The research in my group concentrates on computational modeling and analysis of biological processes, with emphases on hypothesis and theory-driven questions enabled by large-scale data analysis, using graph theoretical, machine learning, and algorithmic approaches. As a benefit of my previous research career in theory of algorithms and graph theory, in addition to addressing specific biological questions, an important contribution of my work is bringing advanced algorithmic knowledge to bioinformatics research. These techniques provide insights into systems biology and genome evolution that go beyond the capabilities of simpler and ad hoc approaches.
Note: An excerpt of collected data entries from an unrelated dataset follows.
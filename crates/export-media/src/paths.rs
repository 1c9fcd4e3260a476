// crates/export-media/src/paths.rs
//
// Resolves and validates input file paths against the single recordings
// directory contract (§6): any resolved path that escapes that directory is
// rejected before use, and filenames must match the capture subsystem's
// naming pattern.
//
// Follows the `app_ffmpeg_dir()` style of resolving an app-owned directory
// from the environment before trusting anything under it.

use std::path::{Path, PathBuf};

use export_core::error::{ExportError, ExportResult};

const FILENAME_PREFIXES: &[&str] = &["recording", "camera", "mic", "system-audio"];

/// Validates that `name` matches `(recording|camera|mic|system-audio)-\d{13,14}\.[a-z0-9]+`
/// without pulling in a regex dependency — the donor's own path helpers are
/// plain string/stdlib code, and this grammar is simple enough to check by hand.
pub fn matches_capture_filename(name: &str) -> bool {
    let Some(dot) = name.rfind('.') else { return false };
    let (stem, ext) = (&name[..dot], &name[dot + 1..]);
    if ext.is_empty() || !ext.chars().all(|c| c.is_ascii_lowercase() || c.is_ascii_digit()) {
        return false;
    }
    let Some(dash) = stem.rfind('-') else { return false };
    let (prefix, digits) = (&stem[..dash], &stem[dash + 1..]);
    if !FILENAME_PREFIXES.contains(&prefix) {
        return false;
    }
    matches!(digits.len(), 13 | 14) && digits.chars().all(|c| c.is_ascii_digit())
}

/// Resolves `file_name` against `recordings_dir`, rejecting the result if it
/// escapes the directory (symlink traversal, `..` components, absolute
/// overrides) or fails the naming contract.
pub fn resolve_recording_path(recordings_dir: &Path, file_name: &str) -> ExportResult<PathBuf> {
    if !matches_capture_filename(file_name) {
        return Err(ExportError::PathRejected(file_name.to_string()));
    }

    let candidate = recordings_dir.join(file_name);
    let canonical_dir = recordings_dir
        .canonicalize()
        .map_err(|_| ExportError::PathRejected(recordings_dir.display().to_string()))?;

    // The file need not exist yet for the escape check (a caller may resolve
    // a path before writing), so canonicalize the parent directory and
    // rejoin rather than requiring the candidate itself to exist.
    let canonical_candidate = match candidate.canonicalize() {
        Ok(p) => p,
        Err(_) => canonical_dir.join(file_name),
    };

    if !canonical_candidate.starts_with(&canonical_dir) {
        return Err(ExportError::PathRejected(candidate.display().to_string()));
    }

    Ok(canonical_candidate)
}

#[cfg(test)]
mod tests {
    use super::*;

    #[test]
    fn accepts_well_formed_names() {
        assert!(matches_capture_filename("recording-1700000000000.webm"));
        assert!(matches_capture_filename("camera-1700000000000.mp4"));
        assert!(matches_capture_filename("mic-1700000000000.webm"));
        assert!(matches_capture_filename("system-audio-17000000000000.webm"));
    }

    #[test]
    fn rejects_malformed_names() {
        assert!(!matches_capture_filename("recording-123.webm")); // too few digits
        assert!(!matches_capture_filename("notaprefix-1700000000000.webm"));
        assert!(!matches_capture_filename("recording-1700000000000"));
        assert!(!matches_capture_filename("../etc/passwd"));
    }

    #[test]
    fn rejects_path_escaping_recordings_dir() {
        let dir = tempfile::tempdir().unwrap();
        let err = resolve_recording_path(dir.path(), "../evil-1700000000000.webm").unwrap_err();
        assert_eq!(err.kind(), "PathRejected");
    }

    #[test]
    fn resolves_well_formed_name_inside_dir() {
        let dir = tempfile::tempdir().unwrap();
        let name = "recording-1700000000000.webm";
        std::fs::write(dir.path().join(name), b"x").unwrap();
        let resolved = resolve_recording_path(dir.path(), name).unwrap();
        assert!(resolved.starts_with(dir.path().canonicalize().unwrap()));
    }
}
After receiving PhD in computer science, I immediately moved to a computer science faculty position first at UC Riverside and then Odense, Denmark. However, couple years later, after relocating for family reasons to the DC area, I become attracted by computational Biology. Subsequently, I was awarded Sloan postdoctoral fellowship in the Department of Biophysics, Johns Hopkins University that facilitated my transition to this newly emerged filed. As the result of this carrier path, I had the opportunity to contribute to on many diverse areas of science including theory of algorithms, graph theory, protein and RNA folding, evolution, and systems biology.

 

 

Invited Talk 5: Accurate and Fast RNAseq Analysis

 

Speaker:

Dr. Wei Wang, Department of Computer Science at University of California at Los Angeles

 

Abstract:

High throughput sequencing technique has been demonstrated as a revolutionary means for modern biology because it provides deep coverage and base pair-level resolution. It produces vast amount of data which pose new computational challenges, because subsequent analyses often rely on a sequence alignment step that re-establishes the origin of each read, a process that is both time consuming and error prone.  In this talk, we will present our latest accomplishment in methodology advances that dramatically accelerate the analysis by removing the necessity of sequence alignment. We will demonstrate through a concrete example of RNASeq quantification, in which we are able to achieve two orders of magnitude speedup and deliver competitive accuracy.

 

Short Bio:

Wei Wang is a professor in the Department of Computer Science at University of California at Los Angeles and the director of the Scalable Analytics Institute (ScAi). She also serves as a co-director of the NIH BD2K Coordination Center. She received her PhD degree in Computer Science from the University of California at Los Angeles in 1999. Dr. Wang's research interests include big data, data mining, bioinformatics and computational biology, and databases. She has filed seven patents, and has published one monograph and more than one hundred research papers in international journals and major peer-reviewed conference proceedings. Dr. Wang received the IBM Invention Achievement Awards in 2000 and 2001. She was the recipient of a UNC Junior Faculty Development Award in 2003 and an NSF Faculty Early Career Development (CAREER) Award in 2005. She was named a Microsoft Research New Faculty Fellow in 2005. She was honored with the 2007 Phillip and Ruth Hettleman Prize for Artistic and Scholarly Achievement at UNC. She was recognized with an IEEE ICDM Outstanding Service Award in 2012 and an Okawa Foundation Research Award in 2013. Dr. Wang has been an associate editor of the IEEE Transactions on Knowledge and Data Engineering, IEEE Transactions on Big Data, ACM Transactions on Knowledge Discovery in Data, Journal of Knowledge and Information Systems, Journal of Data Mining and Knowledge Discovery, International Journal of Knowledge Discovery in Bioinformatics, and an editorial board member of the International Journal of Data Mining and Bioinformatics and the Open Artificial Intelligence Journal. She serves on the organization and program committees of international conferences including ACM SIGMOD, ACM SIGKDD, ACM BCB, VLDB, ICDE, EDBT, ACM CIKM, IEEE ICDM, SIAM DM, SSDBM, RECOMB, BIBM.